After medication, I think they say the first 90 days are most vital to recovery, if you maintain sobriety in this time your chances of relapse reduce dramatically. Thankfully, I was one of the lucky ones who managed not to relapse.
How did I manage this? That’s a good question and I think mainly what stuck with me was how ill I was with my anxiety levels and my mental health deteriorating, panic attacks, not sleeping, heart beating so fast at times lying in bed on occasions, and just waiting for it to pack in. Not to mention the knock-on effect to family, friends, and work, basically everything. It makes you toxic. I’ll always remember thinking that I never ever want to feel like that again. It’s just not worth it! A 20 min buzz for it all to get out of control. I’m not wired up in the head properly to just have one, like many people out there, one turns into a full session or let’s say constant drinking until further notice.
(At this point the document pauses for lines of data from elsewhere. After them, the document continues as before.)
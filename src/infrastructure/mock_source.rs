/// モックフレームソースアダプタ
///
/// テスト・開発用のライブフィードモック実装。
/// 合成グラデーションフレームを生成する。実カメラ統合の代替。

use crate::domain::{Frame, FrameSourcePort, ScanError, ScanResult};

/// モックフレームソース
pub struct MockFrameSource {
    width: u32,
    height: u32,
    deny: bool,
    streaming: bool,
    frame_counter: u64,
}

impl MockFrameSource {
    /// 指定解像度のモックソースを作成
    pub fn new(width: u32, height: u32) -> Self {
        Self {
            width,
            height,
            deny: false,
            streaming: false,
            frame_counter: 0,
        }
    }

    /// 取得が常に拒否されるモックソースを作成（権限拒否の再現）
    pub fn denied() -> Self {
        Self {
            width: 0,
            height: 0,
            deny: true,
            streaming: false,
            frame_counter: 0,
        }
    }
}

impl FrameSourcePort for MockFrameSource {
    fn acquire_live_feed(&mut self) -> ScanResult<()> {
        if self.deny {
            return Err(ScanError::Source(
                "camera permission denied (mock)".to_string(),
            ));
        }
        self.streaming = true;
        tracing::debug!("MockFrameSource: live feed started ({}x{})", self.width, self.height);
        Ok(())
    }

    fn is_ready(&self) -> bool {
        self.streaming
    }

    fn current_frame(&mut self) -> ScanResult<Frame> {
        if !self.streaming {
            return Err(ScanError::Source("live feed not started".to_string()));
        }

        // フレームごとに変化するグラデーションパターン（RGBA）
        let shift = (self.frame_counter % 256) as u8;
        self.frame_counter += 1;

        let mut data = Vec::with_capacity((self.width * self.height * 4) as usize);
        for y in 0..self.height {
            for x in 0..self.width {
                data.push(((x % 256) as u8).wrapping_add(shift));
                data.push((y % 256) as u8);
                data.push(shift);
                data.push(255);
            }
        }

        Ok(Frame::new(data, self.width, self.height))
    }
}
Talking openly is a massive comfort and great therapy. I had counseling for many years, one on one…I never opted for AA as it didn’t feel right for me….but talking and talking and more talking is so good for your recovery and still is today even after 6 years and always will be moving forward as addiction needs to be managed daily.
I have been running my own business now for the last 5 years which is one of many things that spur me on, I don’t have kids but there are many other reasons for me to carry on with my recovery, and recovery I will be in for, for all my life!
Life has just got better and better and so much easier, but of course, not without its challenges. Specific challengeds that I have faced recently are the loss of my mother and brother, both due to alcohol-related. These were sure a test and the drink devil reared his ugly head trying to tempt me back, but I told him to do one and just thought of how much worse I would feel with the added extra of alcohol anxiety….so I didn’t touch a drop…it’s something I’ve brainwashed myself into thinking to stop me going back. It’s easier for some than others to do this I know, but there is a way out, but you must speak up! There is no shame or embarrassment in addiction it’s an illness/disease, I’m living proof. I’ve waited a long time, but I am now the man I’ve always wanted to be. Sobriety works for me and it can for you too…
It gives me great pleasure to try and help others, if you follow me on Instagram @paul_sober_harris here I share my stories and offer my best advice.
Keep well, and remember..speak up,
There is strength in everybody to overcome addiction…you just have to find it, you have to speak up, there is no shame or embarrassment in this. Once you start recovery don’t think of the past don’t think of the future be here now 1 day at a time or even 1 hour at a time…it can be done I’m proof….but remember to speak up…especially us men, not enough of us are coming forward……you’ve got this…and you’re not alone!
Go to therapy, if AA is not for you just 1 on 1 it really does help, become a member of a sober community like on Instagram it is so helpful, read inspirational stories wherever you can, There’s a guy on Instagram Darren at variety_n_sobriety who’s releasing a book 27th August Finding your Sober Bubble, I’ve had an exclusive read such a great book for all types of recovery stages. Basically just read up on all aspects of recovery.